Milliyetçiliğin en büyük zaafı karşı milliyetçiliği beslemesidir. Pers milliyetçiliği, Ermeni milliyetçiliği, Kürt milliyetçiliği ne kadar meşru ise felsefi olarak Türk milliyetçiliği de o kadar meşrudur. Milliyetçiliğin zaafı yerel olmasıdır.
Milliyetçiliğin farklı olanlara eşit davranmak gibi bir felsefi kaygısı yoktur. Hatta eşitsizlik ana parametredir.
Türk ve Kürt milliyetçilerinin bir bölümü, Birbirlerinin aleyhine varsa koşulsuz destekliyorlar. Hastalıklı bir ruh halidir bu.
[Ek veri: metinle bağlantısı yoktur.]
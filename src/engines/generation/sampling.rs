use crate::engines::generation::program::subtree_span;
use crate::types::Node;
use rand::Rng;

/// Relative chance of picking a function node as a subtree root.
pub const FUNCTION_WEIGHT: f64 = 0.9;
/// Relative chance of picking a terminal node as a subtree root.
pub const TERMINAL_WEIGHT: f64 = 0.1;

/// Pick a subtree, biased towards internal nodes, and return its `(start, end)`
/// span. Empty input yields `(0, 0)`.
pub fn sample_subtree<R: Rng>(nodes: &[Node], rng: &mut R) -> (usize, usize) {
    if nodes.is_empty() {
        return (0, 0);
    }

    let weights: Vec<f64> = nodes
        .iter()
        .map(|n| if n.is_function() { FUNCTION_WEIGHT } else { TERMINAL_WEIGHT })
        .collect();
    let total: f64 = weights.iter().sum();

    let mut running = 0.0;
    let cumulative: Vec<f64> = weights
        .iter()
        .map(|w| {
            running += w / total;
            running
        })
        .collect();

    let draw: f64 = rng.gen();
    let start = cumulative
        .partition_point(|&c| c < draw)
        .min(nodes.len() - 1);

    (start, subtree_span(nodes, start))
}

#[cfg(test)]
mod tests {
    use super::*;
    use crate::engines::generation::program::is_valid;
    use crate::functions::primitives::{Addition, Multiplication};
    use rand::rngs::StdRng;
    use rand::SeedableRng;
    use std::sync::Arc;

    fn sample() -> Vec<Node> {
        vec![
            Node::Function(Arc::new(Addition)),
            Node::Input(0),
            Node::Function(Arc::new(Multiplication)),
            Node::Constant(2.0),
            Node::Input(1),
        ]
    }

    #[test]
    fn test_sampled_spans_are_subtrees() {
        let nodes = sample();
        let mut rng = StdRng::seed_from_u64(5);
        for _ in 0..200 {
            let (start, end) = sample_subtree(&nodes, &mut rng);
            assert!(start < end && end <= nodes.len());
            assert!(is_valid(&nodes[start..end]));
        }
    }

    #[test]
    fn test_functions_are_preferred() {
        let nodes = sample();
        let mut rng = StdRng::seed_from_u64(9);
        let mut function_roots = 0;
        for _ in 0..1000 {
            let (start, _) = sample_subtree(&nodes, &mut rng);
            if nodes[start].is_function() {
                function_roots += 1;
            }
        }
        // Two functions at 0.9 vs three terminals at 0.1: about 86% function roots.
        assert!(function_roots > 750, "only {} function roots", function_roots);
    }

    #[test]
    fn test_single_node_and_empty() {
        let mut rng = StdRng::seed_from_u64(1);
        assert_eq!(sample_subtree(&[Node::Constant(1.0)], &mut rng), (0, 1));
        assert_eq!(sample_subtree(&[], &mut rng), (0, 0));
    }
}
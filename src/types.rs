use crate::functions::Function;
use serde::{Deserialize, Serialize};
use std::fmt;

/// A single node of a program in its flattened prefix encoding.
#[derive(Clone)]
pub enum Node {
    /// Inner node applying a primitive to its children.
    Function(Function),
    /// Leaf holding a fixed value.
    Constant(f64),
    /// Leaf referencing a slot of the feature vector supplied at execution time.
    Input(usize),
}

impl Node {
    pub fn arity(&self) -> usize {
        match self {
            Node::Function(function) => function.arity(),
            Node::Constant(_) | Node::Input(_) => 0,
        }
    }

    pub fn is_function(&self) -> bool {
        matches!(self, Node::Function(_))
    }

    pub fn is_terminal(&self) -> bool {
        !self.is_function()
    }
}

impl PartialEq for Node {
    fn eq(&self, other: &Self) -> bool {
        match (self, other) {
            (Node::Function(a), Node::Function(b)) => {
                a.alias() == b.alias() && a.arity() == b.arity()
            }
            (Node::Constant(a), Node::Constant(b)) => a == b,
            (Node::Input(a), Node::Input(b)) => a == b,
            _ => false,
        }
    }
}

impl fmt::Debug for Node {
    fn fmt(&self, f: &mut fmt::Formatter<'_>) -> fmt::Result {
        match self {
            Node::Function(function) => write!(f, "Function({})", function.alias()),
            Node::Constant(value) => write!(f, "Constant({:?})", value),
            Node::Input(index) => write!(f, "Input({})", index),
        }
    }
}

impl fmt::Display for Node {
    fn fmt(&self, f: &mut fmt::Formatter<'_>) -> fmt::Result {
        match self {
            Node::Function(function) => write!(f, "{}", function.symbol()),
            Node::Constant(value) => write!(f, "{:?}", value),
            Node::Input(index) => write!(f, "x[{}]", index),
        }
    }
}

/// A named input variable of a case.
#[derive(Debug, Clone, PartialEq, Serialize, Deserialize)]
pub struct Feature {
    pub name: String,
    pub value: f64,
}

impl Feature {
    pub fn new(name: impl Into<String>, value: f64) -> Self {
        Self {
            name: name.into(),
            value,
        }
    }
}

/// One training example: ordered features and the expected output.
#[derive(Debug, Clone, PartialEq, Serialize, Deserialize)]
pub struct Case {
    pub features: Vec<Feature>,
    pub output: f64,
}

impl Case {
    pub fn new(features: Vec<Feature>, output: f64) -> Self {
        Self { features, output }
    }

    /// Feature values in order, as consumed by the executor.
    pub fn values(&self) -> Vec<f64> {
        self.features.iter().map(|f| f.value).collect()
    }
}

pub type Cases = Vec<Case>;

/// Predicted outputs of a program, one per case.
pub type Outputs = Vec<f64>;
use rand::Rng;

/// Evenly spaced values from `start` to `end` inclusive.
///
/// Returns an empty vector when `step` is not positive, either bound is not finite,
/// `start > end`, or the range holds more values than can be indexed.
pub fn interval(start: f64, end: f64, step: f64) -> Vec<f64> {
    if !start.is_finite() || !end.is_finite() || step <= 0.0 || step.is_nan() || start > end {
        return Vec::new();
    }
    let steps = ((end - start) / step + 1e-9).floor();
    if !steps.is_finite() || steps >= usize::MAX as f64 {
        return Vec::new();
    }
    // Index-based to avoid accumulating rounding error.
    let count = steps as usize + 1;
    (0..count).map(|i| start + i as f64 * step).collect()
}

/// `n` values drawn uniformly from `[start, end)`.
pub fn uniform<R: Rng>(n: usize, start: f64, end: f64, rng: &mut R) -> Vec<f64> {
    if start >= end {
        return vec![start; n];
    }
    (0..n).map(|_| rng.gen_range(start..end)).collect()
}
Siyasal milliyetçiliklerin neden Anadolu zemininde yer bulmadığı milliyetçiliklerin dışlayıcı ve kuşatıcı olmayan retoriğine bağlı. Oysa Anadolu Anadır. Ana, kabul eden, kucaklayan, sarmalayan. Anadolu, gariplerin, yoksulların, sürgünlerin, mültecilerin vatanı.
Siyasal milliyetçiliklerin taban bulamamasının nedeni, bu ideolojinin Anadolu'nun sosyolojik yapısına aykırı düşmesi nedeniyledir
Özellikle Osmanlının çöküşünden sonra yükselen milliyetçilik rüzgarının da etkisiyle onlarca devlet kuruldu İslam coğrafyasında. Şimdi hangi gerekçe ile Katar, Birleşik Arap Emirlikleri, Bahreyn, Türkiye, Suriye için meşru oluyor da sadece Filistin ve Kürtler için bu süreç işlemiyor. Burada bir adaletsizlik, bir çelişki yok mu?
Kavimler arasında bir hiyerarşi oluşturup, bazı kavimleri diğerlerinden daha alt bir konuma yerleştiren ve bunu ne adına olursa olsun rasyonelleştirmeye çalışan her anlayış ahlak dışıdır.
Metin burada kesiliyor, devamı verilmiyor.